Content starts

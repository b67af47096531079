//! # 规格尺寸串解析器
//!
//! 解析目录项的规格尺寸串，如 "75×45×0.6"、"C75x45x0.6@400"、
//! "1200*2400*12"。
//!
//! ## 格式说明
//! ```text
//! [前缀字母] 高 × 宽 [× 厚] [@间距]
//! ```
//! 分隔符接受 ×、x、X、*；前缀字母（C/U/CH 等型号标记）忽略；
//! @ 后为龙骨间距（mm）。
//!
//! ## 依赖关系
//! - 被 `rollup/aggregate.rs` 在构件规格显示时使用
//! - 使用 `regex` 匹配

use regex::Regex;

use crate::error::{QiangsuanError, Result};

/// 解析后的规格尺寸
#[derive(Debug, Clone, Copy, PartialEq)]
pub struct SizeSpec {
    /// 断面高度（mm，第一个数）
    pub height: f64,

    /// 宽度（mm，第二个数）
    pub width: f64,

    /// 厚度（mm，第三个数，可缺省）
    pub thickness: Option<f64>,

    /// 龙骨间距（mm，@ 后缀，可缺省）
    pub spacing: Option<f64>,
}

impl SizeSpec {
    /// 规范化显示串，如 "75×45×0.6 @400"
    pub fn display(&self) -> String {
        let mut s = format!("{}×{}", format_num(self.height), format_num(self.width));
        if let Some(t) = self.thickness {
            s.push('×');
            s.push_str(&format_num(t));
        }
        if let Some(sp) = self.spacing {
            s.push_str(&format!(" @{}", format_num(sp)));
        }
        s
    }
}

/// 数值显示：整数不带小数点
pub(crate) fn format_num(value: f64) -> String {
    if value.fract().abs() < 1e-9 {
        format!("{:.0}", value)
    } else {
        value.to_string()
    }
}

/// 解析规格尺寸串
pub fn parse_size(input: &str) -> Result<SizeSpec> {
    let re = Regex::new(
        r"^\s*[A-Za-z]*\s*(\d+(?:\.\d+)?)\s*[×xX*]\s*(\d+(?:\.\d+)?)(?:\s*[×xX*]\s*(\d+(?:\.\d+)?))?(?:\s*@\s*(\d+(?:\.\d+)?))?\s*$",
    )
    .unwrap();

    let caps = re
        .captures(input)
        .ok_or_else(|| QiangsuanError::InvalidSize(input.to_string()))?;

    let height: f64 = caps[1]
        .parse()
        .map_err(|_| QiangsuanError::InvalidSize(input.to_string()))?;
    let width: f64 = caps[2]
        .parse()
        .map_err(|_| QiangsuanError::InvalidSize(input.to_string()))?;
    let thickness = caps.get(3).and_then(|m| m.as_str().parse().ok());
    let spacing = caps.get(4).and_then(|m| m.as_str().parse().ok());

    Ok(SizeSpec {
        height,
        width,
        thickness,
        spacing,
    })
}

Content ends

**PROBLEM**
Copy the listing word for word.

**OUTPUT FOR THIS TASK**
repository b67af47096531079
//! # 规格尺寸串解析器
//!
//! 解析目录项的规格尺寸串，如 "75×45×0.6"、"C75x45x0.6@400"、
//! "1200*2400*12"。
//!
//! ## 格式说明
//! ```text
//! [前缀字母] 高 × 宽 [× 厚] [@间距]
//! ```
//! 分隔符接受 ×、x、X、*；前缀字母（C/U/CH 等型号标记）忽略；
//! @ 后为龙骨间距（mm）。
//!
//! ## 依赖关系
//! - 被 `rollup/aggregate.rs` 在构件规格显示时使用
//! - 使用 `regex` 匹配

use regex::Regex;

use crate::error::{QiangsuanError, Result};

/// 解析后的规格尺寸
#[derive(Debug, Clone, Copy, PartialEq)]
pub struct SizeSpec {
    /// 断面高度（mm，第一个数）
    pub height: f64,

    /// 宽度（mm，第二个数）
    pub width: f64,

    /// 厚度（mm，第三个数，可缺省）
    pub thickness: Option<f64>,

    /// 龙骨间距（mm，@ 后缀，可缺省）
    pub spacing: Option<f64>,
}

impl SizeSpec {
    /// 规范化显示串，如 "75×45×0.6 @400"
    pub fn display(&self) -> String {
        let mut s = format!("{}×{}", format_num(self.height), format_num(self.width));
        if let Some(t) = self.thickness {
            s.push('×');
            s.push_str(&format_num(t));
        }
        if let Some(sp) = self.spacing {
            s.push_str(&format!(" @{}", format_num(sp)));
        }
        s
    }
}

/// 数值显示：整数不带小数点
pub(crate) fn format_num(value: f64) -> String {
    if value.fract().abs() < 1e-9 {
        format!("{:.0}", value)
    } else {
        value.to_string()
    }
}

/// 解析规格尺寸串
pub fn parse_size(input: &str) -> Result<SizeSpec> {
    let re = Regex::new(
        r"^\s*[A-Za-z]*\s*(\d+(?:\.\d+)?)\s*[×xX*]\s*(\d+(?:\.\d+)?)(?:\s*[×xX*]\s*(\d+(?:\.\d+)?))?(?:\s*@\s*(\d+(?:\.\d+)?))?\s*$",
    )
    .unwrap();

    let caps = re
        .captures(input)
        .ok_or_else(|| QiangsuanError::InvalidSize(input.to_string()))?;

    let height: f64 = caps[1]
        .parse()
        .map_err(|_| QiangsuanError::InvalidSize(input.to_string()))?;
    let width: f64 = caps[2]
        .parse()
        .map_err(|_| QiangsuanError::InvalidSize(input.to_string()))?;
    let thickness = caps.get(3).and_then(|m| m.as_str().parse().ok());
    let spacing = caps.get(4).and_then(|m| m.as_str().parse().ok());

    Ok(SizeSpec {
        height,
        width,
        thickness,
        spacing,
    })
}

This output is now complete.